I like the simpler approach myself: think PlentyofFish as opposed to eHarmony. I don’t like everything set up for me with a whole lot of bells and whistles and hoops to jump through. I just want a way to contact the potential client, send him/her a few files and paragraphs and text, and be done with it. Elance does this well. How about Freelancer?
So how does it look? You can check it out for yourself, as I opened up a sample bid proposal:
Simple forms to fill out including basic project details…a big block into which you can enter your text…what else can you ask for? Okay, maybe an easier way to attach a file, like a portfolio sample, but if you have trouble getting people to check out your portfolio, that’s your problem – not Freelancer’s.
If I can log on and find a few worthy projects that are this easy to bid on, then you have no one to blame for your lack of freelance success than yourself. Freelancer does a solid job of making all of its work available within a few clicks of visiting their home page. There’s no labyrinth here, and considering that the price is right – which we’ll talk about more in the next section – there’s really no reason any honest freelancer should avoid Freelancer. Heck, it’s in the name, people.

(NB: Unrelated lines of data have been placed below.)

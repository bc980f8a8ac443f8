//! Ports - 抽象化レイヤー
//!
//! Hexagonal Architecture の「ポート」。worker は以下の trait だけに依存する。
//!
//! - ModerationStore が moderation task の正本（source of truth）
//! - RecordPublisher / RecordSubscriber がメッセージキュー（payload はバイト列）
//! - PredictionService はスコアリングを隠蔽する

pub mod catalog;
pub mod clock;
pub mod moderation_store;
pub mod prediction;
pub mod transport;

// 主要な trait を再エクスポート
pub use self::catalog::AdvertisementCatalog;
pub use self::clock::{Clock, FixedClock, SystemClock};
pub use self::moderation_store::ModerationStore;
pub use self::prediction::PredictionService;
pub use self::transport::{
    ConsumedRecord, OffsetReset, RecordPosition, RecordPublisher, RecordSubscriber, Subscription,
};
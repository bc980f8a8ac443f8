//! InMemoryCatalog - 広告データのインメモリ実装

use std::collections::HashMap;

use async_trait::async_trait;
use tokio::sync::RwLock;

use crate::domain::{Advertisement, ItemId, StoreError};
use crate::ports::AdvertisementCatalog;

#[derive(Default)]
pub struct InMemoryCatalog {
    ads: RwLock<HashMap<ItemId, Advertisement>>,
}

impl InMemoryCatalog {
    pub fn new() -> Self {
        Self::default()
    }

    /// Insert or replace by `item_id`.
    pub async fn insert(&self, ad: Advertisement) {
        self.ads.write().await.insert(ad.item_id, ad);
    }

    pub async fn len(&self) -> usize {
        self.ads.read().await.len()
    }

    pub async fn is_empty(&self) -> bool {
        self.ads.read().await.is_empty()
    }
}

#[async_trait]
impl AdvertisementCatalog for InMemoryCatalog {
    async fn get(&self, item_id: ItemId) -> Result<Option<Advertisement>, StoreError> {
        Ok(self.ads.read().await.get(&item_id).cloned())
    }
}

#[cfg(test)]
mod tests {
    use super::*;
    use crate::domain::SellerId;

    #[tokio::test]
    async fn insert_replaces_by_item_id() {
        let catalog = InMemoryCatalog::new();
        let mut ad = Advertisement {
            item_id: ItemId::new(1),
            seller_id: SellerId::new(1),
            is_verified_seller: false,
            name: "lamp".to_string(),
            description: String::new(),
            category: 1,
            images_qty: 0,
        };
        catalog.insert(ad.clone()).await;
        ad.images_qty = 4;
        catalog.insert(ad.clone()).await;

        assert_eq!(catalog.len().await, 1);
        assert_eq!(catalog.get(ItemId::new(1)).await.unwrap(), Some(ad));
        assert_eq!(catalog.get(ItemId::new(2)).await.unwrap(), None);
    }
}
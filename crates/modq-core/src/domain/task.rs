//! Moderation task record and the updates the worker may apply to it.

use chrono::{DateTime, Utc};
use serde::{Deserialize, Serialize};
use std::fmt;

use super::ids::{ItemId, TaskId};
use super::prediction::Prediction;

/// Task status.
///
/// State transitions:
/// - Pending -> Completed
/// - Pending -> Failed
///
/// Nothing ever moves a task back to Pending: [`TaskUpdate`] has no variant for it.
#[derive(Debug, Clone, Copy, PartialEq, Eq, Hash, Serialize, Deserialize)]
#[serde(rename_all = "snake_case")]
pub enum TaskStatus {
    Pending,
    Completed,
    Failed,
}

impl TaskStatus {
    pub fn as_str(self) -> &'static str {
        match self {
            TaskStatus::Pending => "pending",
            TaskStatus::Completed => "completed",
            TaskStatus::Failed => "failed",
        }
    }

    pub fn is_terminal(self) -> bool {
        matches!(self, TaskStatus::Completed | TaskStatus::Failed)
    }
}

impl fmt::Display for TaskStatus {
    fn fmt(&self, f: &mut fmt::Formatter<'_>) -> fmt::Result {
        f.write_str(self.as_str())
    }
}

/// Persisted lifecycle of one moderation decision. Owned by the store.
#[derive(Debug, Clone, PartialEq, Serialize, Deserialize)]
pub struct ModerationTask {
    pub id: TaskId,
    pub item_id: ItemId,
    pub status: TaskStatus,
    pub is_violation: Option<bool>,
    pub probability: Option<f64>,
    pub error_message: Option<String>,
    pub created_at: DateTime<Utc>,
    pub processed_at: Option<DateTime<Utc>>,
}

impl ModerationTask {
    pub fn new(id: TaskId, item_id: ItemId, status: TaskStatus, created_at: DateTime<Utc>) -> Self {
        Self {
            id,
            item_id,
            status,
            is_violation: None,
            probability: None,
            error_message: None,
            created_at,
            processed_at: None,
        }
    }

    pub fn apply(&mut self, update: TaskUpdate) {
        match update {
            TaskUpdate::Completed {
                prediction,
                processed_at,
            } => {
                self.status = TaskStatus::Completed;
                self.is_violation = Some(prediction.is_violation);
                self.probability = Some(prediction.probability);
                self.processed_at = Some(processed_at);
            }
            TaskUpdate::Failed {
                error_message,
                processed_at,
            } => {
                self.status = TaskStatus::Failed;
                self.error_message = Some(error_message);
                self.processed_at = Some(processed_at);
            }
        }
    }
}

/// Field changes the worker issues against a task.
#[derive(Debug, Clone, PartialEq)]
pub enum TaskUpdate {
    Completed {
        prediction: Prediction,
        processed_at: DateTime<Utc>,
    },
    Failed {
        error_message: String,
        processed_at: DateTime<Utc>,
    },
}

impl TaskUpdate {
    pub fn status(&self) -> TaskStatus {
        match self {
            TaskUpdate::Completed { .. } => TaskStatus::Completed,
            TaskUpdate::Failed { .. } => TaskStatus::Failed,
        }
    }
}

/// Read-side view of a task: `{task_id, status, is_violation, probability}`.
#[derive(Debug, Clone, PartialEq, Serialize, Deserialize)]
pub struct ModerationResult {
    pub task_id: TaskId,
    pub status: TaskStatus,
    pub is_violation: Option<bool>,
    pub probability: Option<f64>,
}

impl From<&ModerationTask> for ModerationResult {
    fn from(task: &ModerationTask) -> Self {
        Self {
            task_id: task.id,
            status: task.status,
            is_violation: task.is_violation,
            probability: task.probability,
        }
    }
}
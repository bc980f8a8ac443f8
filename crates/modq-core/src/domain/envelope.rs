//! Message envelopes carried on the moderation and dead-letter topics.
//!
//! Both are plain JSON objects (UTF-8). Timestamps travel as the ISO-8601
//! string they were produced with and are never re-formatted on decode.

use chrono::{DateTime, NaiveDateTime, Utc};
use serde::{Deserialize, Serialize};

use super::errors::CodecError;
use super::ids::{ItemId, TaskId};

/// One moderation request: `{"task_id": int, "item_id": int, "timestamp": "<ISO-8601>"}`.
#[derive(Debug, Clone, PartialEq, Eq, Serialize, Deserialize)]
pub struct ModerationRequestMessage {
    pub task_id: TaskId,
    pub item_id: ItemId,
    pub timestamp: String,
}

impl ModerationRequestMessage {
    pub fn new(task_id: TaskId, item_id: ItemId, timestamp: DateTime<Utc>) -> Self {
        Self {
            task_id,
            item_id,
            timestamp: timestamp.to_rfc3339(),
        }
    }

    pub fn encode(&self) -> Result<Vec<u8>, CodecError> {
        Ok(serde_json::to_vec(self)?)
    }

    /// Decode and validate a payload.
    ///
    /// Rejects missing fields, negative ids and timestamps that are not ISO-8601.
    pub fn decode(bytes: &[u8]) -> Result<Self, CodecError> {
        let message: Self = serde_json::from_slice(bytes)?;
        parse_iso8601(&message.timestamp)?;
        Ok(message)
    }

    /// The request timestamp as UTC.
    pub fn requested_at(&self) -> Result<DateTime<Utc>, CodecError> {
        parse_iso8601(&self.timestamp)
    }
}

/// Record written to the dead-letter topic once the retry budget is exhausted.
///
/// Write-once: nothing in this system reads it back.
#[derive(Debug, Clone, PartialEq, Eq, Serialize, Deserialize)]
pub struct DeadLetterMessage {
    pub original_message: String,
    pub error: String,
    pub timestamp: String,
    pub retry_count: u32,
}

impl DeadLetterMessage {
    pub fn new(
        original_message: impl Into<String>,
        error: impl Into<String>,
        retry_count: u32,
        at: DateTime<Utc>,
    ) -> Self {
        Self {
            original_message: original_message.into(),
            error: error.into(),
            timestamp: at.to_rfc3339(),
            retry_count,
        }
    }

    pub fn encode(&self) -> Result<Vec<u8>, CodecError> {
        Ok(serde_json::to_vec(self)?)
    }

    pub fn decode(bytes: &[u8]) -> Result<Self, CodecError> {
        Ok(serde_json::from_slice(bytes)?)
    }
}

/// Accepts RFC 3339 (with offset) and naive `YYYY-MM-DDTHH:MM:SS[.ffffff]`,
/// the latter read as UTC.
fn parse_iso8601(raw: &str) -> Result<DateTime<Utc>, CodecError> {
    if let Ok(ts) = DateTime::parse_from_rfc3339(raw) {
        return Ok(ts.with_timezone(&Utc));
    }
    NaiveDateTime::parse_from_str(raw, "%Y-%m-%dT%H:%M:%S%.f")
        .map(|naive| naive.and_utc())
        .map_err(|_| CodecError::InvalidTimestamp(raw.to_string()))
}

#[cfg(test)]
mod tests {
    use super::*;
    use chrono::TimeZone;
    use rstest::rstest;

    #[test]
    fn request_roundtrip_preserves_triple() {
        let at = Utc.with_ymd_and_hms(2025, 3, 1, 12, 30, 0).unwrap();
        let message = ModerationRequestMessage::new(TaskId::new(2), ItemId::new(5), at);

        let bytes = message.encode().unwrap();
        let back = ModerationRequestMessage::decode(&bytes).unwrap();

        assert_eq!(back.task_id, TaskId::new(2));
        assert_eq!(back.item_id, ItemId::new(5));
        assert_eq!(back.timestamp, message.timestamp);
        assert_eq!(back.requested_at().unwrap(), at);
    }

    #[test]
    fn request_wire_shape() {
        let raw = br#"{"task_id": 1, "item_id": 999, "timestamp": "2025-01-01T00:00:00.123456"}"#;
        let message = ModerationRequestMessage::decode(raw).unwrap();
        assert_eq!(message.task_id, TaskId::new(1));
        assert_eq!(message.item_id, ItemId::new(999));
        // naive timestamps are kept verbatim
        assert_eq!(message.timestamp, "2025-01-01T00:00:00.123456");

        let v: serde_json::Value = serde_json::from_slice(&message.encode().unwrap()).unwrap();
        assert_eq!(v["task_id"], 1);
        assert_eq!(v["item_id"], 999);
        assert_eq!(v["timestamp"], "2025-01-01T00:00:00.123456");
    }

    #[rstest]
    #[case::not_json(&b"not json"[..])]
    #[case::missing_item(&br#"{"task_id": 1, "timestamp": "2025-01-01T00:00:00Z"}"#[..])]
    #[case::negative_task(&br#"{"task_id": -1, "item_id": 2, "timestamp": "2025-01-01T00:00:00Z"}"#[..])]
    #[case::string_id(&br#"{"task_id": "1", "item_id": 2, "timestamp": "2025-01-01T00:00:00Z"}"#[..])]
    fn malformed_requests_are_rejected(#[case] raw: &[u8]) {
        let err = ModerationRequestMessage::decode(raw).unwrap_err();
        assert!(matches!(err, CodecError::Malformed(_)));
    }

    #[test]
    fn bad_timestamp_is_rejected() {
        let raw = br#"{"task_id": 1, "item_id": 2, "timestamp": "yesterday"}"#;
        let err = ModerationRequestMessage::decode(raw).unwrap_err();
        assert!(matches!(err, CodecError::InvalidTimestamp(ts) if ts == "yesterday"));
    }

    #[test]
    fn dead_letter_wire_shape() {
        let at = Utc.with_ymd_and_hms(2025, 3, 1, 0, 0, 0).unwrap();
        let dlq = DeadLetterMessage::new("item item-999 not found", "NotFound", 3, at);

        let v: serde_json::Value = serde_json::from_slice(&dlq.encode().unwrap()).unwrap();
        assert_eq!(v["original_message"], "item item-999 not found");
        assert_eq!(v["error"], "NotFound");
        assert_eq!(v["retry_count"], 3);
        assert_eq!(v["timestamp"], "2025-03-01T00:00:00+00:00");
    }
}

Another nice feature over at Freelancer: if you’re looking for something long-term, you can browse by “full-time” jobs here. Any enterprising young freelancer looking for a steady income now has no excuses. Get on it, young grasshopper!
If the Price is Right, Go to Freelancer
Since it doesn’t cost anything to have an account on Freelancer and you’ll get a few bids with your free account – certainly more than you’ll find on Elance – the price is looking good. But what if you really want to make a mark on Freelancer and get paid the big bucks? How much of your income will you be paying in fees?
Well, if you spring for Gold membership – paying a fee each month – then you’ll only have to fork over 3% of your project’s income. That’s pretty low by just about any standard online, and makes Freelancer an attractive alternative to other freelance sites. Sure, it’s annoying to have to pay a membership fee every month, but wouldn’t you rather pay a flat fee than have more of your wages taken out like you’re paying extra taxes? Who needs commission charges anyway?
One complaint about Freelancer is that it doesn’t always make its information readily available. Digging around the “Gold membership” information myself, I find that I’m redirected simply to more FAQs than actual information. A small complaint, but something that Freelancer needs to get fixed without a doubt.
Become a Freelancer. Seriously!
The conclusion of this review is pretty simple: becoming a Freelancer should be mandatory for all freelancers who work primarily online. Of course, since I’m also a freelancer, I’m actually going to go ahead and recommend that you don’t sign up – that way there will be more projects for me.
With a small commission rate, readily-available and easy-to-browse projects, and a simple interface, there’s not much not to like about Freelancer. If you’re not all about Freelancer, you’re probably just a cold-hearted old maid who was once spurned by a client who also happened to enjoy Freelancer. Don’t take it personally: sign up to Freelancer, bid on some projects, and wallow in some nice independent income goodness.
And if you’re still stuck in this freelancing thing, then you’re probably going to want to find other work. Hey, it’s not for everybody – maybe there are other ways you can make money online.
At least that’s what I tell people who are thinking about being my competition on Freelancer.